Your printer vs the hackers

Posted on 18 Jun 2009 at 11:26

Steve Cassidy has never seen a furore like that caused by HP's admission that networked printers retain hackable documents.

I don't think I've ever seen such a furore over a simple statement before. Hewlett-Packard's security announcement admitting that its networked printers retain the last few documents printed - and that these can be retrieved by skilled network hackers to read at their leisure - seems to have struck a deep chord. I'm getting emails from worried business owners and small network-support companies. This announcement has even flushed out a few one-man "circuit-riders" from their usual habitat (that's the chic industry term for guys who spend a day or less a week traversing the "circuit" of companies they support). Everyone wants to know what to do and from the emails, forum and blog posts you'd think this is a security breach on a par with the Russians getting into our banking system. Let's take a look at the issue from the ground up.

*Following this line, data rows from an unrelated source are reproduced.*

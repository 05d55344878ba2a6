use crate::config::{Bounds, ConfigError};
use crate::types::cleaned::CleanedRecord;
use crate::types::observation::ObservationField;
use std::collections::{BTreeMap, HashMap};

/// Per-field validity bands. Values outside their band are nulled.
#[derive(Debug, Clone, Default, PartialEq)]
pub struct Thresholds {
    bands: BTreeMap<ObservationField, Bounds>,
}

impl Thresholds {
    /// Resolves configuration keys to fields. Unknown field names and
    /// inverted bands are rejected.
    pub fn from_config(bands: &HashMap<String, Bounds>) -> Result<Self, ConfigError> {
        let mut resolved = BTreeMap::new();
        for (name, bounds) in bands {
            let field: ObservationField = name.parse()?;
            if let (Some(min), Some(max)) = (bounds.min, bounds.max) {
                if min > max {
                    return Err(ConfigError::InvalidBounds {
                        field: name.clone(),
                        min,
                        max,
                    });
                }
            }
            resolved.insert(field, *bounds);
        }
        Ok(Self { bands: resolved })
    }

    pub fn with_band(mut self, field: ObservationField, min: Option<f64>, max: Option<f64>) -> Self {
        self.bands.insert(field, Bounds { min, max });
        self
    }

    pub fn band(&self, field: ObservationField) -> Option<&Bounds> {
        self.bands.get(&field)
    }

    /// Nulls out-of-band values of `record`, returning how many were nulled.
    pub fn apply(&self, record: &mut CleanedRecord) -> usize {
        let mut nulled = 0;
        for (field, bounds) in &self.bands {
            let slot = record.value_mut(*field);
            let Some(value) = *slot else {
                continue;
            };
            let below = bounds.min.is_some_and(|min| value < min);
            let above = bounds.max.is_some_and(|max| value > max);
            if below || above {
                *slot = None;
                nulled += 1;
            }
        }
        nulled
    }
}

/// Nulls the whole temperature triple when `tmin > tmax`. Returns whether it did.
pub fn enforce_temperature_order(record: &mut CleanedRecord) -> bool {
    match (record.tmin, record.tmax) {
        (Some(tmin), Some(tmax)) if tmin > tmax => {
            record.tmin = None;
            record.tmax = None;
            record.tmed = None;
            true
        }
        _ => false,
    }
}
//! The append-only raw incremental CSV and the per-station watermarks
//! derived from it.

use crate::extraction::error::ExtractionError;
use crate::types::observation::{RawObservation, RAW_COLUMNS};
use chrono::NaiveDate;
use log::{debug, info};
use polars::prelude::*;
use std::collections::HashMap;
use std::fs::OpenOptions;
use std::path::{Path, PathBuf};
use tokio::task;

const REQUIRED_COLUMNS: [&str; 2] = ["indicativo", "fecha"];
const RAW_DATE_FORMAT: &str = "%Y-%m-%d";

#[derive(Debug, Clone)]
pub struct RawStore {
    path: PathBuf,
}

impl RawStore {
    pub fn new(path: impl Into<PathBuf>) -> Self {
        Self { path: path.into() }
    }

    pub fn path(&self) -> &Path {
        &self.path
    }

    /// Reads every stored record back, all values as text.
    ///
    /// A missing file is an empty store. The file must at least carry the
    /// station code and date columns; any other known column may be absent.
    pub async fn read_all(&self) -> Result<Vec<RawObservation>, ExtractionError> {
        let path = self.path.clone();
        task::spawn_blocking(move || read_raw_csv(&path)).await?
    }

    /// Latest stored date per station code. Rows with an unparseable date
    /// are ignored.
    pub async fn watermarks(&self) -> Result<HashMap<String, NaiveDate>, ExtractionError> {
        let rows = self.read_all().await?;
        let mut watermarks: HashMap<String, NaiveDate> = HashMap::new();
        for row in &rows {
            let (Some(code), Some(date)) = (row.station_code.as_deref(), row.date.as_deref()) else {
                continue;
            };
            let Ok(date) = NaiveDate::parse_from_str(date, RAW_DATE_FORMAT) else {
                continue;
            };
            watermarks
                .entry(code.to_string())
                .and_modify(|d| *d = (*d).max(date))
                .or_insert(date);
        }
        debug!(
            "Derived watermarks for {} stations from {}",
            watermarks.len(),
            self.path.display()
        );
        Ok(watermarks)
    }

    /// Appends `rows` to the store. The header is written only when the file
    /// is new or empty.
    pub async fn append(&self, rows: &[RawObservation]) -> Result<(), ExtractionError> {
        if rows.is_empty() {
            return Ok(());
        }
        let path = self.path.clone();
        let mut df = observations_to_frame(rows)
            .map_err(|e| ExtractionError::RawStoreWrite(path.clone(), e))?;

        crate::utils::ensure_parent_exists(&path)
            .await
            .map_err(|e| ExtractionError::RawStoreIo(path.clone(), e))?;

        task::spawn_blocking(move || {
            let write_header = std::fs::metadata(&path)
                .map(|m| m.len() == 0)
                .unwrap_or(true);
            let mut file = OpenOptions::new()
                .create(true)
                .append(true)
                .open(&path)
                .map_err(|e| ExtractionError::RawStoreIo(path.clone(), e))?;

            CsvWriter::new(&mut file)
                .include_header(write_header)
                .finish(&mut df)
                .map_err(|e| ExtractionError::RawStoreWrite(path.clone(), e))?;

            info!("Appended {} rows to {}", df.height(), path.display());
            Ok(())
        })
        .await?
    }
}

/// Reads a raw CSV with every column as text.
pub(crate) fn read_raw_csv(path: &Path) -> Result<Vec<RawObservation>, ExtractionError> {
    let empty = std::fs::metadata(path).map(|m| m.len() == 0).unwrap_or(true);
    if empty {
        return Ok(Vec::new());
    }

    let df = CsvReadOptions::default()
        .with_has_header(true)
        .with_infer_schema_length(Some(0))
        .try_into_reader_with_file_path(Some(path.to_path_buf()))
        .map_err(|e| ExtractionError::RawStoreRead(path.to_path_buf(), e))?
        .finish()
        .map_err(|e| ExtractionError::RawStoreRead(path.to_path_buf(), e))?;

    for column in REQUIRED_COLUMNS {
        if df.column(column).is_err() {
            return Err(ExtractionError::MissingColumn {
                path: path.to_path_buf(),
                column: column.to_string(),
            });
        }
    }

    frame_to_observations(&df).map_err(|e| ExtractionError::RawStoreRead(path.to_path_buf(), e))
}

fn frame_to_observations(df: &DataFrame) -> PolarsResult<Vec<RawObservation>> {
    let mut rows = vec![RawObservation::default(); df.height()];
    for name in RAW_COLUMNS {
        let Ok(column) = df.column(name) else {
            continue;
        };
        let column = column.cast(&DataType::String)?;
        for (row, value) in rows.iter_mut().zip(column.str()?.into_iter()) {
            if let Some(slot) = row.column_mut(name) {
                *slot = value
                    .map(str::trim)
                    .filter(|v| !v.is_empty())
                    .map(str::to_string);
            }
        }
    }
    Ok(rows)
}

fn observations_to_frame(rows: &[RawObservation]) -> PolarsResult<DataFrame> {
    let columns = RAW_COLUMNS
        .iter()
        .map(|name| {
            let values: Vec<Option<String>> = rows
                .iter()
                .map(|r| r.column(name).map(str::to_string))
                .collect();
            Column::new((*name).into(), values)
        })
        .collect::<Vec<_>>();
    DataFrame::new(columns)
}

Step one is simple enough - any networked printer (and HP is only one of about 20 brands that offers networked printers) contains a very small brain that handles the process of receiving a stream of bytes from the network and throwing them onto paper. This brain may not be terribly sophisticated, but at least it's well behaved when compared to the dog's breakfast that's been created by combining Microsoft's manky Windows spooler process with over-developed, bling-heavy vendor printer drivers. I'm shocked by the number of sites I visit where printing is still arbitrated by a central server, with workstations connecting to a shared printer queue for access. This might have the redeeming feature that you can see who else is printing and when their jobs have run out of paper or otherwise messed up your own job, but these days it's quite unusual to find any team - be it a small firm or just a division of a large corporation - where sharing a printer is not a matter of face-to-face negotiation anyway, so that the centralised spooler queue display COM interface becomes more of a source of irritation ("why can't I delete that silly woman's job from the queue? Mine's more important!") than a facilitator of workflow.

Yes, thanks chaps, I do know about setting up queue operator status in Active Directory: that's one of those richly-textured office politics nightmares that I find almost impossible to write down on my timesheet and therefore to charge money for proposing. It's far safer to treat your users as guilty until proven innocent, and not give them any local administration roles at all. I know what the traditionalists will say, too - all this security nonsense wouldn't be a problem if only people bought a cheap printer and hooked it off the back of the PC or the server, with USB as its only link to the network. Here we're teetering on the verge of a generation gap, where the young folk are seduced by concepts such as "web printing" - an initiative to connect printers more via HTTP than any other protocol - while the oldies among us reminisce pointlessly about LPT port capture using TSR drivers. The thing is, both the old and the new capabilities simply shuffle the underlying problem around from pillar to post.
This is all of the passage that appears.